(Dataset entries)
****************

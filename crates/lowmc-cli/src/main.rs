//! Command-line interface for `lowmc-gen`.

#![forbid(unsafe_code)]

use std::fs;
use std::io::Write;
use std::path::{Path, PathBuf};

use anyhow::{bail, Context, Result};
use clap::{ArgAction, Args, Parser, Subcommand, ValueEnum};
use lowmc_gen::{
    build_artifact, csource, linear_layer_name, sample_reference_instance, store, ArtifactConfig,
    Instance, InstanceParams, InstanceStore, WordWidth,
};
use tempfile::NamedTempFile;
use tracing::info;
use tracing_subscriber::EnvFilter;

/// LowMC parameter generator CLI.
#[derive(Parser)]
#[command(
    name = "lowmc-params",
    version,
    about = "Deterministic LowMC parameter generation and emission"
)]
struct Cli {
    /// Log filter used when RUST_LOG is unset (e.g. `info`, `lowmc_gen=debug`).
    #[arg(long, global = true, default_value = "warn")]
    log_level: String,
    #[command(subcommand)]
    command: Commands,
}

#[derive(Args, Clone, Copy)]
struct InstanceArgs {
    /// Named preset such as `128-128-20`.
    #[arg(long, value_parser = parse_preset, conflicts_with_all = ["block_size", "key_size", "rounds"])]
    preset: Option<InstanceParams>,
    /// Block size n in bits.
    #[arg(long, short = 'n')]
    block_size: Option<usize>,
    /// Key size k in bits.
    #[arg(long, short = 'k')]
    key_size: Option<usize>,
    /// Number of rounds.
    #[arg(long, short = 'r')]
    rounds: Option<usize>,
}

#[derive(Clone, Copy, ValueEnum)]
enum Format {
    /// bincode snapshot of the packed artifact.
    Bincode,
    /// C header and source with `mzd_local_t` initialisers.
    C,
}

#[derive(Subcommand)]
enum Commands {
    /// Sample an instance from the reference bit stream and store it.
    Gen {
        #[command(flatten)]
        params: InstanceArgs,
        /// Output path for the instance snapshot.
        #[arg(long, value_name = "FILE")]
        out: PathBuf,
    },
    /// Build the packed parameter artifact and write it out.
    Emit {
        #[command(flatten)]
        params: InstanceArgs,
        /// Stored instance to reuse instead of sampling.
        #[arg(long, value_name = "FILE", conflicts_with = "store")]
        instance: Option<PathBuf>,
        /// Cache directory; the instance is sampled and saved there on first use.
        #[arg(long, value_name = "DIR")]
        store: Option<PathBuf>,
        /// Number of 3-bit S-boxes per round.
        #[arg(long, default_value_t = InstanceParams::DEFAULT_SBOX_COUNT)]
        sbox_count: usize,
        /// Word width of the packed layout: 8, 16, 32 or 64.
        #[arg(long, default_value_t = 64, value_parser = parse_width)]
        width: usize,
        /// Leave out the reduced key schedule.
        #[arg(long = "no-reduced", action = ArgAction::SetFalse)]
        reduced: bool,
        /// Output format.
        #[arg(long, value_enum, default_value_t = Format::C)]
        format: Format,
        /// Directory receiving the output files.
        #[arg(long, value_name = "DIR", default_value = ".")]
        out_dir: PathBuf,
    },
    /// Validate a stored instance and print a fingerprint of it.
    Check {
        #[command(flatten)]
        params: InstanceArgs,
        /// Path to the instance snapshot.
        #[arg(long, value_name = "FILE")]
        instance: PathBuf,
    },
}

fn main() -> Result<()> {
    let cli = Cli::parse();
    init_logging(&cli.log_level)?;
    match cli.command {
        Commands::Gen { params, out } => cmd_gen(params.resolve()?, &out),
        Commands::Emit {
            params,
            instance,
            store,
            sbox_count,
            width,
            reduced,
            format,
            out_dir,
        } => {
            let width = WordWidth::from_bits(width).context("unsupported word width")?;
            let config = ArtifactConfig {
                sbox_count,
                width,
                reduced,
            };
            let source = match (instance, store) {
                (Some(path), _) => InstanceSource::File(path),
                (None, Some(dir)) => InstanceSource::Store(InstanceStore::new(dir)),
                (None, None) => InstanceSource::Sample,
            };
            cmd_emit(
                params.resolve()?,
                &source,
                &config,
                format,
                &out_dir,
            )
        }
        Commands::Check { params, instance } => cmd_check(params.resolve()?, &instance),
    }
}

fn init_logging(level: &str) -> Result<()> {
    let filter = EnvFilter::try_from_default_env()
        .or_else(|_| EnvFilter::try_new(level))
        .with_context(|| format!("invalid log filter {level:?}"))?;
    tracing_subscriber::fmt()
        .with_env_filter(filter)
        .with_writer(std::io::stderr)
        .init();
    Ok(())
}

impl InstanceArgs {
    fn resolve(self) -> Result<InstanceParams> {
        if let Some(params) = self.preset {
            return Ok(params);
        }
        let defaults = InstanceParams::default();
        let params = InstanceParams::new(
            self.block_size.unwrap_or(defaults.block_size),
            self.key_size.unwrap_or(defaults.key_size),
            self.rounds.unwrap_or(defaults.rounds),
        );
        if params.block_size == 0 || params.key_size == 0 {
            bail!("block and key size must be positive");
        }
        Ok(params)
    }
}

fn cmd_gen(params: InstanceParams, out: &Path) -> Result<()> {
    let instance = sample_reference_instance(params)
        .with_context(|| format!("sample instance {params}"))?;
    store::save_to(out, &instance).with_context(|| format!("write {}", out.display()))?;
    println!("{}", out.display());
    Ok(())
}

enum InstanceSource {
    File(PathBuf),
    Store(InstanceStore),
    Sample,
}

fn cmd_emit(
    params: InstanceParams,
    source: &InstanceSource,
    config: &ArtifactConfig,
    format: Format,
    out_dir: &Path,
) -> Result<()> {
    let instance = match source {
        InstanceSource::File(path) => load_instance(path, params)?,
        InstanceSource::Store(store) => store
            .load_or_sample(params)
            .with_context(|| format!("load {}", store.path_for(params).display()))?,
        InstanceSource::Sample => sample_reference_instance(params)
            .with_context(|| format!("sample instance {params}"))?,
    };
    let artifact = build_artifact(&instance, config).context("build artifact")?;
    fs::create_dir_all(out_dir).with_context(|| format!("create {}", out_dir.display()))?;

    let stem = csource::stem(&artifact);
    let files = match format {
        Format::Bincode => vec![(
            out_dir.join(format!("{stem}.bin")),
            artifact.to_bytes().context("serialize artifact")?,
        )],
        Format::C => vec![
            (
                out_dir.join(format!("{stem}.h")),
                csource::render_header(&artifact).into_bytes(),
            ),
            (
                out_dir.join(format!("{stem}.c")),
                csource::render_source(&artifact).into_bytes(),
            ),
        ],
    };
    write_all_or_nothing(out_dir, &files)?;
    for (path, _) in &files {
        info!(path = %path.display(), "wrote artifact file");
        println!("{}", path.display());
    }
    Ok(())
}

/// Stages every file in `dir` first, then renames them into place. On failure
/// no file of the set is left behind.
fn write_all_or_nothing(dir: &Path, files: &[(PathBuf, Vec<u8>)]) -> Result<()> {
    let mut staged = Vec::with_capacity(files.len());
    for (path, contents) in files {
        let mut tmp = NamedTempFile::new_in(dir)
            .with_context(|| format!("create temporary file in {}", dir.display()))?;
        tmp.write_all(contents).with_context(|| format!("write {}", path.display()))?;
        staged.push((tmp, path));
    }

    let mut placed: Vec<&Path> = Vec::with_capacity(staged.len());
    for (tmp, path) in staged {
        if let Err(err) = tmp.persist(path) {
            for done in placed {
                let _ = fs::remove_file(done);
            }
            return Err(anyhow::Error::new(err.error))
                .with_context(|| format!("write {}", path.display()));
        }
        placed.push(path);
    }
    Ok(())
}

fn cmd_check(params: InstanceParams, instance_path: &Path) -> Result<()> {
    let instance = load_instance(instance_path, params)?;
    instance
        .validate()
        .with_context(|| format!("validate {}", instance_path.display()))?;

    let artifact = build_artifact(
        &instance,
        &ArtifactConfig {
            sbox_count: 0,
            width: WordWidth::W64,
            reduced: false,
        },
    )
    .context("pack instance")?;
    let name = linear_layer_name(0);
    let Some(first) = artifact.object(&name) else {
        bail!("instance {params} has no linear layers");
    };
    let row: Vec<u8> = first
        .row(0)
        .iter()
        .flat_map(|w| w.to_be_bytes())
        .collect();
    println!("instance {params}: ok");
    println!("{name}[0]: {}", hex::encode(row));
    Ok(())
}

fn load_instance(path: &Path, params: InstanceParams) -> Result<Instance> {
    store::load_from(path, params).with_context(|| format!("load {}", path.display()))
}

fn parse_preset(name: &str) -> Result<InstanceParams, String> {
    InstanceParams::preset(name).ok_or_else(|| format!("unknown preset {name:?}"))
}

fn parse_width(value: &str) -> Result<usize, String> {
    let bits: usize = value.parse().map_err(|_| format!("not a number: {value}"))?;
    WordWidth::from_bits(bits)
        .map(WordWidth::bits)
        .ok_or_else(|| format!("width must be 8, 16, 32 or 64, got {bits}"))
}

****************

### Assigned task
Return every line of the preceding records in which the word "ArtifactConfig" appears.

### Solution
    build_artifact, csource, linear_layer_name, sample_reference_instance, store, ArtifactConfig,
            let config = ArtifactConfig {
    config: &ArtifactConfig,
        &ArtifactConfig {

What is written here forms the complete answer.